Comment s’est passé votre enfance à Mbour ?

En fait, je suis orpheline de père et de mère. J’ai été élevée par ma tante paternelle et jusqu’à présent, je vis avec elle à Mbour, dans la maison familiale. Comme un bon Lébou, je passais beaucoup de temps à la plage pour des baignades, mais sans pour autant banaliser les études françaises et coraniques. Je suis issue d’une famille qui accorde une très grande importance à l’éducation. Ma tante fondait beaucoup d’espoir sur ma personne. Egalement, je croyais en moi. Cela, je l’ai hérité de ma grand-mère paternelle dont j’étais très proche. Enfant, je n’étais ni timide ni belliqueuse. J’étais comme toutes les filles de mon âge. J’ai eu à jouer à tous les jeux d’enfants, aller suivre des matches ‘’navétanes’’, car j’adore le sport. Je dirais que j’étais comme un garçon manqué. Toutefois, je faisais les travaux domestiques. Il m’arrivait d’aller chercher de l’eau, car on n’avait pas de robinet à l’époque. J’étais très correcte. Je me bagarrais rarement.

Vous êtes devenue orpheline depuis le bas âge. Comment avez-vous vécu ce vide ?

C’est très dur. Déjà perdre une maman, c’est quelque chose de très douloureux. Mais, par la grâce de Dieu, j’ai eu la chance d’être avec une tante exemplaire avec qui je vis depuis mes 2 ans. Depuis, je ne me suis pas rappelée un seul moment où elle m’a dit ou fait quelque chose de regrettable. Elle me préfère à ses propres enfants et elle m’a donné une parfaite éducation. Partout où je vais, je suis respectée et considérée. Ma mère est décédée alors que j’avais 6 ans. Mon père l’a rejointe quand j’étais en classe de seconde.

Pourquoi vous êtes-vous engagée en politique ?

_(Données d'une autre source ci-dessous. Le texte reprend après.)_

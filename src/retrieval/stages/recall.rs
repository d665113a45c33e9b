//! Recall stages: vector and graph retrieval
//!
//! Both over-fetch `search_multiplier * top_k` candidates to leave headroom
//! for fusion and reranking, tag every result with the producing stage, and
//! scale scores by a per-source weight so relative source importance is
//! tunable independently of fusion logic.

use ahash::AHashMap;
use async_trait::async_trait;
use std::sync::Arc;

use crate::retrieval::stages::{sort_by_score, tokenize};
use crate::retrieval::{PipelineContext, PipelineError, RetrievalResult, ResultSource, Stage};
use crate::traits::{EmbeddingProvider, GraphStore, NerExtractor, UpstreamError, VectorStore};

const VECTOR_STAGE: &str = "vector_retrieval";
const GRAPH_STAGE: &str = "graph_retrieval";

fn upstream(stage: &str, err: UpstreamError) -> PipelineError {
    PipelineError::Upstream {
        stage: stage.to_string(),
        collaborator: err.collaborator.to_string(),
        message: err.message,
    }
}

/// Embedding-similarity recall
pub struct VectorRetrievalStage {
    embedder: Arc<dyn EmbeddingProvider>,
    store: Arc<dyn VectorStore>,
    weight: f32,
    search_multiplier: usize,
    optional: bool,
}

impl VectorRetrievalStage {
    pub fn new(embedder: Arc<dyn EmbeddingProvider>, store: Arc<dyn VectorStore>) -> Self {
        Self {
            embedder,
            store,
            weight: 1.0,
            search_multiplier: 2,
            optional: false,
        }
    }

    /// Multiplicative score weight for this source
    pub fn with_weight(mut self, weight: f32) -> Self {
        self.weight = weight;
        self
    }

    pub fn with_search_multiplier(mut self, multiplier: usize) -> Self {
        self.search_multiplier = multiplier.max(1);
        self
    }

    /// Mark this source optional: upstream failures degrade to zero results
    pub fn optional(mut self, optional: bool) -> Self {
        self.optional = optional;
        self
    }

    async fn recall(
        &self,
        query: &str,
        ctx: &PipelineContext,
    ) -> Result<Vec<RetrievalResult>, PipelineError> {
        let embedding = self
            .embedder
            .embed(query)
            .await
            .map_err(|e| upstream(VECTOR_STAGE, e))?;

        let fetch = ctx.top_k.saturating_mul(self.search_multiplier).max(1);
        let hits = self
            .store
            .search(&embedding, fetch, ctx.filters.as_ref())
            .await
            .map_err(|e| upstream(VECTOR_STAGE, e))?;

        let mut results: Vec<RetrievalResult> = hits
            .into_iter()
            .map(|hit| {
                RetrievalResult::new(
                    hit.doc_id,
                    hit.content,
                    hit.score * self.weight,
                    ResultSource::Vector,
                )
                .with_stage(VECTOR_STAGE)
            })
            .collect();

        sort_by_score(&mut results);
        Ok(results)
    }
}

#[async_trait]
impl Stage for VectorRetrievalStage {
    async fn process(
        &self,
        query: &str,
        prior: Option<Vec<RetrievalResult>>,
        ctx: &PipelineContext,
    ) -> Result<Vec<RetrievalResult>, PipelineError> {
        let mut results = match self.recall(query, ctx).await {
            Ok(results) => results,
            Err(err) if self.optional => {
                tracing::warn!(stage = VECTOR_STAGE, error = %err, "optional source degraded");
                Vec::new()
            }
            Err(err) => return Err(err),
        };

        // Recall stages append to upstream output rather than replacing it,
        // so several sources can feed one fusion stage.
        let mut combined = prior.unwrap_or_default();
        combined.append(&mut results);
        Ok(combined)
    }

    fn name(&self) -> &'static str {
        VECTOR_STAGE
    }
}

/// Entity-graph recall with optional bounded multi-hop expansion
///
/// Extracts entities from the query, looks up directly connected documents,
/// then expands from the strongest seeds. Documents reached only through an
/// intermediate hop get a geometric `hop_decay^distance` score multiplier so
/// they never outrank a directly matched document with equal base score.
pub struct GraphRetrievalStage {
    store: Arc<dyn GraphStore>,
    ner: Arc<dyn NerExtractor>,
    weight: f32,
    search_multiplier: usize,
    enable_multi_hop: bool,
    max_hops: usize,
    hop_decay: f32,
    expand_seed_limit: usize,
    expand_limit: usize,
    optional: bool,
}

impl GraphRetrievalStage {
    pub fn new(store: Arc<dyn GraphStore>, ner: Arc<dyn NerExtractor>) -> Self {
        Self {
            store,
            ner,
            weight: 1.0,
            search_multiplier: 2,
            enable_multi_hop: false,
            max_hops: 2,
            hop_decay: 0.7,
            expand_seed_limit: 5,
            expand_limit: 10,
            optional: false,
        }
    }

    /// Multiplicative score weight for this source
    pub fn with_weight(mut self, weight: f32) -> Self {
        self.weight = weight;
        self
    }

    pub fn with_search_multiplier(mut self, multiplier: usize) -> Self {
        self.search_multiplier = multiplier.max(1);
        self
    }

    /// Enable multi-hop expansion with the given hop cap and decay factor
    pub fn with_multi_hop(mut self, max_hops: usize, hop_decay: f32) -> Self {
        self.enable_multi_hop = true;
        self.max_hops = max_hops;
        self.hop_decay = hop_decay.clamp(0.0, 1.0);
        self
    }

    /// Fan-out caps: seeds expanded per query and neighbors per seed
    pub fn with_expansion_limits(mut self, seed_limit: usize, per_seed_limit: usize) -> Self {
        self.expand_seed_limit = seed_limit;
        self.expand_limit = per_seed_limit;
        self
    }

    /// Mark this source optional: upstream failures degrade to zero results
    pub fn optional(mut self, optional: bool) -> Self {
        self.optional = optional;
        self
    }

    /// Query entities via NER, degrading to naive tokens when NER fails
    async fn query_entities(&self, query: &str) -> Vec<String> {
        match self.ner.extract(query).await {
            Ok(entities) => entities.into_iter().map(|e| e.text).collect(),
            Err(err) => {
                tracing::warn!(error = %err, "NER failed, using naive token extraction");
                let mut tokens: Vec<String> = tokenize(query)
                    .into_iter()
                    .filter(|t| t.len() > 2)
                    .collect();
                tokens.sort();
                tokens
            }
        }
    }

    async fn recall(
        &self,
        query: &str,
        ctx: &PipelineContext,
    ) -> Result<Vec<RetrievalResult>, PipelineError> {
        let entities = self.query_entities(query).await;
        if entities.is_empty() {
            tracing::debug!("no entities in query, graph recall yields nothing");
            return Ok(Vec::new());
        }

        let fetch = ctx.top_k.saturating_mul(self.search_multiplier).max(1);
        let hits = self
            .store
            .search_by_entities(&entities, fetch)
            .await
            .map_err(|e| upstream(GRAPH_STAGE, e))?;

        let mut by_doc: AHashMap<String, RetrievalResult> = AHashMap::new();
        for hit in hits {
            let result = RetrievalResult::new(
                hit.doc_id.clone(),
                hit.content,
                hit.score * self.weight,
                ResultSource::Graph,
            )
            .with_stage(GRAPH_STAGE)
            .with_metadata(
                "matched_entities",
                serde_json::json!(hit.matched_entities),
            );

            // Keep the strongest entry per document
            let keep = by_doc
                .get(&hit.doc_id)
                .map_or(true, |existing| existing.score < result.score);
            if keep {
                by_doc.insert(hit.doc_id, result);
            }
        }

        if self.enable_multi_hop {
            self.expand_multi_hop(&mut by_doc).await;
        }

        let mut results: Vec<RetrievalResult> = by_doc.into_values().collect();
        sort_by_score(&mut results);
        results.truncate(fetch);
        Ok(results)
    }

    /// Expand from the strongest seeds, adding decayed indirect documents.
    ///
    /// Expansion failures for a single seed are logged and skipped; partial
    /// expansion still produces a valid (merely smaller) candidate set.
    async fn expand_multi_hop(&self, by_doc: &mut AHashMap<String, RetrievalResult>) {
        let mut seeds: Vec<(String, f32)> = by_doc
            .values()
            .map(|r| (r.doc_id.clone(), r.score))
            .collect();
        seeds.sort_by(|a, b| b.1.partial_cmp(&a.1).unwrap_or(std::cmp::Ordering::Equal));
        seeds.truncate(self.expand_seed_limit);

        for (seed_id, seed_score) in seeds {
            let related = match self
                .store
                .find_related(&seed_id, self.max_hops, self.expand_limit)
                .await
            {
                Ok(related) => related,
                Err(err) => {
                    tracing::warn!(seed = %seed_id, error = %err, "multi-hop expansion failed");
                    continue;
                }
            };

            for doc in related {
                if by_doc.contains_key(&doc.doc_id) || doc.distance > self.max_hops {
                    continue;
                }

                let decay = self.hop_decay.powi(doc.distance as i32);
                let result = RetrievalResult::new(
                    doc.doc_id.clone(),
                    doc.content,
                    seed_score * decay,
                    ResultSource::Graph,
                )
                .with_stage(GRAPH_STAGE)
                .with_metadata("hop_distance", serde_json::json!(doc.distance))
                .with_metadata("seed_doc_id", serde_json::json!(seed_id));

                by_doc.insert(doc.doc_id, result);
            }
        }
    }
}

#[async_trait]
impl Stage for GraphRetrievalStage {
    async fn process(
        &self,
        query: &str,
        prior: Option<Vec<RetrievalResult>>,
        ctx: &PipelineContext,
    ) -> Result<Vec<RetrievalResult>, PipelineError> {
        let mut results = match self.recall(query, ctx).await {
            Ok(results) => results,
            Err(err) if self.optional => {
                tracing::warn!(stage = GRAPH_STAGE, error = %err, "optional source degraded");
                Vec::new()
            }
            Err(err) => return Err(err),
        };

        let mut combined = prior.unwrap_or_default();
        combined.append(&mut results);
        Ok(combined)
    }

    fn name(&self) -> &'static str {
        GRAPH_STAGE
    }
}

/// Runs two recall stages concurrently and concatenates their outputs
///
/// Vector and graph recall are independent network round-trips; issuing
/// them together keeps the sequential stage-chain contract while avoiding
/// serialized latency.
pub struct ConcurrentRecallStage {
    left: Arc<dyn Stage>,
    right: Arc<dyn Stage>,
}

impl ConcurrentRecallStage {
    pub fn new(left: Arc<dyn Stage>, right: Arc<dyn Stage>) -> Self {
        Self { left, right }
    }
}

#[async_trait]
impl Stage for ConcurrentRecallStage {
    async fn process(
        &self,
        query: &str,
        prior: Option<Vec<RetrievalResult>>,
        ctx: &PipelineContext,
    ) -> Result<Vec<RetrievalResult>, PipelineError> {
        let (left, right) = tokio::join!(
            self.left.process(query, None, ctx),
            self.right.process(query, None, ctx)
        );

        let mut combined = prior.unwrap_or_default();
        combined.extend(left?);
        combined.extend(right?);
        Ok(combined)
    }

    fn name(&self) -> &'static str {
        "concurrent_recall"
    }
}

Je me suis engagée pour accompagner Macky Sall dans sa politique. C’est là qu’est né le mouvement Jom. C’était la première fois qu’on a rencontré le président qui a discuté avec nous comme un parent. Il nous a expliqué son enfance et ses expériences. Du coup, j’ai été séduite par son parcours professionnel. Il avait insisté pour que l’on respecte nos études, faire tout pour réussir et devenir des références dans la société. Dans la vie, il faut juste croire en soi.  Ce n’est pas pour rien qu’on m’appelle la ‘’Lionne de la Petite Côte’’. Chaque personne peut avoir sa place dans l’arène politique, que ça soit un homme ou une femme. Ce n’est pas un problème de sexe, c’est juste un problème de conviction et de principe. Je me suis toujours dit que je souhaiterais avoir la même trajectoire que le président Macky Sall. Mais quand je parle de femme en politique, ma référence, c’est Adja Caroline Diop qui fut la première femme ministre et député.

Qu’est-ce qui vous a le plus fait mal durant dans votre carrière politique ?

Déception rime avec carrière politique, car cette dernière n’est qu’une lutte sans fin. De ce fait, si on n’a pas de dignité, de courage et d’honnêteté, on ne va jamais y réussir. C’est pourquoi on se bat tous les jours pour que la personne principale qui est le leader (Macky Sall) où qu’on puisse être avec lui, soit fier de nous. Tout militant doit faire en sorte que son mentor soit satisfait de lui.

En tant que femme, est-ce facile d’allier votre vie conjugale et votre carrière politique ?

Ces deux vies sont certes différentes, mais il est possible de les allier, si on a la confiance de son conjoint. Dans un couple, la confiance doit être réciproque. Je ne parlerai pas de sentiments, car s’il n’en avait pas, on ne se serait pas marié. Cependant, il faut de la confiance dans une relation. D’autant plus que nous vivons dans un monde un peu spécial où même les murs parlent. Donc, il faut une concertation, mais surtout une compréhension mutuelle entre les époux. J’ai su différencier le côté politique et le côté personnel. Il y a beaucoup de couples qui se disloquent à cause de l’incompréhension.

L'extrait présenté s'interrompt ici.